■ DIRECTIONS FOR THIS TASK ■
Starting with the first line of the records, write out each line exactly until you have included the line containing "use async_trait::async_trait;".

■ DATASET RECORDS ■
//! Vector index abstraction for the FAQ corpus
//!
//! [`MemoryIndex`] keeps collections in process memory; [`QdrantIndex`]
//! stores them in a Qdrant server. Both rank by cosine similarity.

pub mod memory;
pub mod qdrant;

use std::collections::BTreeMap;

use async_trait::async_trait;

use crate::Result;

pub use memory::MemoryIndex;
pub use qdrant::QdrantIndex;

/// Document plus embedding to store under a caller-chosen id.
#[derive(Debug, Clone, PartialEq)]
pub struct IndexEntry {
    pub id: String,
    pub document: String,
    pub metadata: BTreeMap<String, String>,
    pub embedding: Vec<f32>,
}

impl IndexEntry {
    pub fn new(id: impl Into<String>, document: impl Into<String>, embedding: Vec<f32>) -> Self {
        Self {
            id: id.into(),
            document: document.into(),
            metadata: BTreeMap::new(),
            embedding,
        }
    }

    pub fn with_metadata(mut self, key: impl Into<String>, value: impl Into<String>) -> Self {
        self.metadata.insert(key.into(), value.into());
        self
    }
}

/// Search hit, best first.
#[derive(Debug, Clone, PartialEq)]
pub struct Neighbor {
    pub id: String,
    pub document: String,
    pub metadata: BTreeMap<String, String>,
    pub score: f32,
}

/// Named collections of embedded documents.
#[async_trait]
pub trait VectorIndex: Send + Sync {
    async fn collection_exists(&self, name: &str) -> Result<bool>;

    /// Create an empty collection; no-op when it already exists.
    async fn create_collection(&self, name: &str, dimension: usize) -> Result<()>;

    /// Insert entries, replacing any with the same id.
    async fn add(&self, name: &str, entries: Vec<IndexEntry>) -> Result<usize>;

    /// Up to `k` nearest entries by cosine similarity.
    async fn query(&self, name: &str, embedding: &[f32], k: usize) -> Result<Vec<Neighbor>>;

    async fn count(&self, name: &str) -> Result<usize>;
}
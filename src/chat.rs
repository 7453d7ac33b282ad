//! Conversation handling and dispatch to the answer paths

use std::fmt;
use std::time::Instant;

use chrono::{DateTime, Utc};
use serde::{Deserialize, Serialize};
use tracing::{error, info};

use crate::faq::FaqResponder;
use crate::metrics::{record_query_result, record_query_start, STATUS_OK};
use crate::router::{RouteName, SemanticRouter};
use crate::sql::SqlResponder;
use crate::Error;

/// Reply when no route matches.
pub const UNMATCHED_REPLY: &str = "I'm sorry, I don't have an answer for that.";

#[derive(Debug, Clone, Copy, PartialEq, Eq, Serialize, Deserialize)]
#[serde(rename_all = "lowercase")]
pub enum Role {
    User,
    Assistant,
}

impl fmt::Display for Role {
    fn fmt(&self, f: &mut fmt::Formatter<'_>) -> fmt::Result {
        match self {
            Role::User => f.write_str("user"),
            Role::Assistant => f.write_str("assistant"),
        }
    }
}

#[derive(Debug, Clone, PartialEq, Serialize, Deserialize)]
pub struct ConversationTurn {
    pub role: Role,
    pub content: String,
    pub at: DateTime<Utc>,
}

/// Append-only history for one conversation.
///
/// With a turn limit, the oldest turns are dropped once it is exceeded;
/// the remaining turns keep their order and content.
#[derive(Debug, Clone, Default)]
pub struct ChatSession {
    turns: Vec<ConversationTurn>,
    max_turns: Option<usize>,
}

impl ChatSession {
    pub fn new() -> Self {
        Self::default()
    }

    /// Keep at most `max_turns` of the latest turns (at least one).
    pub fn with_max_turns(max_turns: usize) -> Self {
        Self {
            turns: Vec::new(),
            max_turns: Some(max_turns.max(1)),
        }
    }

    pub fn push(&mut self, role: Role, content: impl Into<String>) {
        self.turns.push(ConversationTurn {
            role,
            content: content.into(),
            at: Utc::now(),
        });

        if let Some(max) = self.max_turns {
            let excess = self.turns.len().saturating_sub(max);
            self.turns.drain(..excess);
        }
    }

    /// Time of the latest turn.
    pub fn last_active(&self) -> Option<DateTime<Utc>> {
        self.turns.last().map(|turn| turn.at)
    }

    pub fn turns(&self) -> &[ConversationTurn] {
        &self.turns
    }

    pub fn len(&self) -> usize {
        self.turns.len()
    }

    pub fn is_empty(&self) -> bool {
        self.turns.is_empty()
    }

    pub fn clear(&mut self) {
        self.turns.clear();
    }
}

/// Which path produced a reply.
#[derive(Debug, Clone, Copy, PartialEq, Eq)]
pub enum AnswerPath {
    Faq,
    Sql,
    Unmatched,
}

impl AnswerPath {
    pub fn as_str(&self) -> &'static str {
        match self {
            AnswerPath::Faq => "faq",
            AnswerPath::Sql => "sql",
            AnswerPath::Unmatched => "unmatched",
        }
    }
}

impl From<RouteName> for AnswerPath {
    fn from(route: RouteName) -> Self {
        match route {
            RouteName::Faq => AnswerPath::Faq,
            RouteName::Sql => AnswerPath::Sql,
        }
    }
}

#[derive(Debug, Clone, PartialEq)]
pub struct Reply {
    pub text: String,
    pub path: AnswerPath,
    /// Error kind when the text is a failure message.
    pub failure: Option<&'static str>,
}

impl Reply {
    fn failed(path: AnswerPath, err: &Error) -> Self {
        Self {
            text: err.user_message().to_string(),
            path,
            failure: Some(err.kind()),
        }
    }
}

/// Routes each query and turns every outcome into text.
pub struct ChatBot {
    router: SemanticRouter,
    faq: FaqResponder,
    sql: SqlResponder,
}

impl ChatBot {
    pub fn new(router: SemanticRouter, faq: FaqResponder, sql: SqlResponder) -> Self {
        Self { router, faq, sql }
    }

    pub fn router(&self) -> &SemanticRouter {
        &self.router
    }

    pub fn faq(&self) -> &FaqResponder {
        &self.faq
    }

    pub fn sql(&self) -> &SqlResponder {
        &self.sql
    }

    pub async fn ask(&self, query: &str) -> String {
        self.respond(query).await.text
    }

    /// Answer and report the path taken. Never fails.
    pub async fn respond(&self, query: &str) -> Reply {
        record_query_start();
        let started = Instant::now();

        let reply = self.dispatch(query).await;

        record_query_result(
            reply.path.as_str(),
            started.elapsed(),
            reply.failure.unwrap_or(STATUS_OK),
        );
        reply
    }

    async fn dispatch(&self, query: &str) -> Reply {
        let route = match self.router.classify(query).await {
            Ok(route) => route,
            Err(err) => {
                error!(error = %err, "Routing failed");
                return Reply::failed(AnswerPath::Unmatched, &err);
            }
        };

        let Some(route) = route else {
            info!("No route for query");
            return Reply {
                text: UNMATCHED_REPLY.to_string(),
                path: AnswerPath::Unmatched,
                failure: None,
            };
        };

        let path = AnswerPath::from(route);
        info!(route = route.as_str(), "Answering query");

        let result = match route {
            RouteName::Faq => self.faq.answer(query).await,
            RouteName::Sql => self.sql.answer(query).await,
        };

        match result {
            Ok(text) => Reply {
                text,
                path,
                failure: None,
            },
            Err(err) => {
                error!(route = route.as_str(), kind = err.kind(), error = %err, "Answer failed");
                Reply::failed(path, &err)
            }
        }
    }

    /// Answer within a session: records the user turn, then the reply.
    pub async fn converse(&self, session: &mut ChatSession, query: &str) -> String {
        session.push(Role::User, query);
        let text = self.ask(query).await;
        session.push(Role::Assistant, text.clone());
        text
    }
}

■ THE COMPLETED TASK ■
//! Vector index abstraction for the FAQ corpus
//!
//! [`MemoryIndex`] keeps collections in process memory; [`QdrantIndex`]
//! stores them in a Qdrant server. Both rank by cosine similarity.

pub mod memory;
pub mod qdrant;

use std::collections::BTreeMap;

use async_trait::async_trait;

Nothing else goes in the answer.